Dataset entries
________
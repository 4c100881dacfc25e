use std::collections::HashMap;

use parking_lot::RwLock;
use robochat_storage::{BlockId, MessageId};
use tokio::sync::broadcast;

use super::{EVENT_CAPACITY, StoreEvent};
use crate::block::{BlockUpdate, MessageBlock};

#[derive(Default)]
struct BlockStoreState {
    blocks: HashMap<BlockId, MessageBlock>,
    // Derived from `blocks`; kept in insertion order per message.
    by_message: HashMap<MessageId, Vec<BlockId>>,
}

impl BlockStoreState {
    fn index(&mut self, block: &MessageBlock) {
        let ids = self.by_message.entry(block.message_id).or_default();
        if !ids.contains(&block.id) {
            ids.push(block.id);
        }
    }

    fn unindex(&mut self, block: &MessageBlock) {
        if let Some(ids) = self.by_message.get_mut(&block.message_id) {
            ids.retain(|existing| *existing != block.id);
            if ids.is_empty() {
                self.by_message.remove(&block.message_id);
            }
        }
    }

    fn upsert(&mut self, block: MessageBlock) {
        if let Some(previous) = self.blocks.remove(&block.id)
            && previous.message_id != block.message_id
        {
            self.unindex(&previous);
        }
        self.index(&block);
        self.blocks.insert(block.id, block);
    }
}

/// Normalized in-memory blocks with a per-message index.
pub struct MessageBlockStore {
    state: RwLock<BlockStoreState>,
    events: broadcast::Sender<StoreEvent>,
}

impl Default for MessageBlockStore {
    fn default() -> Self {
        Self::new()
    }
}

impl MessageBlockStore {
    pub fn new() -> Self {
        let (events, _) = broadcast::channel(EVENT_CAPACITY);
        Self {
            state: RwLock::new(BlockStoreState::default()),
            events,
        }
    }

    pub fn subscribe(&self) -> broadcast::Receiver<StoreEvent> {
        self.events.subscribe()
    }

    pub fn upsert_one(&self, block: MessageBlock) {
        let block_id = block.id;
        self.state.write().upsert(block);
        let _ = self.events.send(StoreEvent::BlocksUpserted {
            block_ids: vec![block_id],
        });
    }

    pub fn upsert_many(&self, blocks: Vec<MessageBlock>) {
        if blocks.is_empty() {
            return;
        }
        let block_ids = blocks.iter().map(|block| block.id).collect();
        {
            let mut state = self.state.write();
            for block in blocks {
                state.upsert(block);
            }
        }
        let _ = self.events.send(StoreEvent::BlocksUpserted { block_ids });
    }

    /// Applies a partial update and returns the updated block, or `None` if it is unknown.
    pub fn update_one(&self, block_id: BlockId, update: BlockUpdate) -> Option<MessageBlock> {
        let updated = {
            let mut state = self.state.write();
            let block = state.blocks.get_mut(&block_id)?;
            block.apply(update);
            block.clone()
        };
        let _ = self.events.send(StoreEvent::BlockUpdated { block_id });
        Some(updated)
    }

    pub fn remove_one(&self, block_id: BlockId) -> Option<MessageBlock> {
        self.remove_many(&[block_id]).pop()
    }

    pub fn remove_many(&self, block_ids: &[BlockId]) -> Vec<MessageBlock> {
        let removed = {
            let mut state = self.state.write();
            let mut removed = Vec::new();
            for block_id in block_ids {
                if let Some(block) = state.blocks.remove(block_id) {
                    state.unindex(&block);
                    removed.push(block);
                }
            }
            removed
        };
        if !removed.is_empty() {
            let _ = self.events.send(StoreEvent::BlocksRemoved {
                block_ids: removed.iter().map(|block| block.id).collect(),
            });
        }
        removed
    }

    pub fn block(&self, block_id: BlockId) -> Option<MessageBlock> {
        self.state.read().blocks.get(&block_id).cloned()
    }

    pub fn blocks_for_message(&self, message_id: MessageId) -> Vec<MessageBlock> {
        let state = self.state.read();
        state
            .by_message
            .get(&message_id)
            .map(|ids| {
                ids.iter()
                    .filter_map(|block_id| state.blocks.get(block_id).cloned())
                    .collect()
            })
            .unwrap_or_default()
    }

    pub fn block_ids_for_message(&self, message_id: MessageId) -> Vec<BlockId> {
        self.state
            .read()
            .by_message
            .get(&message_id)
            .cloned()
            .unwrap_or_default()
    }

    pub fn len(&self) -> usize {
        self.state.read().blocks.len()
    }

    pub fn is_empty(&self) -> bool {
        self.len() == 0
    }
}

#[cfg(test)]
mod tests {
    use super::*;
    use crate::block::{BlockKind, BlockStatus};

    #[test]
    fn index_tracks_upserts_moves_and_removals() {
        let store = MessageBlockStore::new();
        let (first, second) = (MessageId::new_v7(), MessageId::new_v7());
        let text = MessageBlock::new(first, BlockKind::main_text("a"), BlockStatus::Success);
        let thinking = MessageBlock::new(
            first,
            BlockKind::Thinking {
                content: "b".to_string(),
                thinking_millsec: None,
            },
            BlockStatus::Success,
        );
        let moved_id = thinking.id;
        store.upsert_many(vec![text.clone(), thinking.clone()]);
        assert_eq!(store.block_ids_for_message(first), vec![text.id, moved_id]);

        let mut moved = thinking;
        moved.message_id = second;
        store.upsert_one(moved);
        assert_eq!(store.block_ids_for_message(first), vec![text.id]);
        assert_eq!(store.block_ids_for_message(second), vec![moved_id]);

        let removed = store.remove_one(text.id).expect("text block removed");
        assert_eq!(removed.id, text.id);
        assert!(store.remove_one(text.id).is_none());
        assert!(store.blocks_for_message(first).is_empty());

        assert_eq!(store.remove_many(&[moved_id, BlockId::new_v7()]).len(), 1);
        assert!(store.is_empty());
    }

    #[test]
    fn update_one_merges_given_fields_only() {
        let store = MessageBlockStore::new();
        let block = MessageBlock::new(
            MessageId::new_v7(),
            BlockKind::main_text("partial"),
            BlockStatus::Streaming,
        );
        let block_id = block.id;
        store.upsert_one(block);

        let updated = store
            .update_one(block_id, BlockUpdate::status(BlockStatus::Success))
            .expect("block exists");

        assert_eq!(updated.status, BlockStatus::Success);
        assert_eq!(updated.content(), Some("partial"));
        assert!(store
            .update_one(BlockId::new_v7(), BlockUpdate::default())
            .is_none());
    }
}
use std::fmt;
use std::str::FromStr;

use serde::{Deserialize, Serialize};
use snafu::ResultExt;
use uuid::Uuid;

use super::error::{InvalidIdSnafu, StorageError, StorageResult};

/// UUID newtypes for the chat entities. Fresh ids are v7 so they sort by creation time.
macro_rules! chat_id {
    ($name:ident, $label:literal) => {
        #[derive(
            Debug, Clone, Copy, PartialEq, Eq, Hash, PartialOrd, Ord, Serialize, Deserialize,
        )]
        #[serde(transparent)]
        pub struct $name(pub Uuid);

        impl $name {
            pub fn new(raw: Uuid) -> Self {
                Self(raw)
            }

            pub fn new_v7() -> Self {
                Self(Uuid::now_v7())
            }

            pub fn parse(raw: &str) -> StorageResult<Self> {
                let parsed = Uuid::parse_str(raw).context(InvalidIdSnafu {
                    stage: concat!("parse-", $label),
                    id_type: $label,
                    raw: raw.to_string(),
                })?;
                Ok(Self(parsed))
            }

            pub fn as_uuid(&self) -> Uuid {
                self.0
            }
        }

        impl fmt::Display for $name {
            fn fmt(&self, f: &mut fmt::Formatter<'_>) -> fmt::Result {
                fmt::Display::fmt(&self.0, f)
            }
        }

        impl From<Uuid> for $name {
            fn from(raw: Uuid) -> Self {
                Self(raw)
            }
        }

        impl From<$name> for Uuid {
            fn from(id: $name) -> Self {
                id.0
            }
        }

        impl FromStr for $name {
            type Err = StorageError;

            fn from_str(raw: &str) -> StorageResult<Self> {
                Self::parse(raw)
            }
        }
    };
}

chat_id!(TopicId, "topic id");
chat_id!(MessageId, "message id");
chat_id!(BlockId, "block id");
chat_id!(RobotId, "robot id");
________
In the entries above, count the lines that contain the string "BlockStoreState" and reply with the number only.

4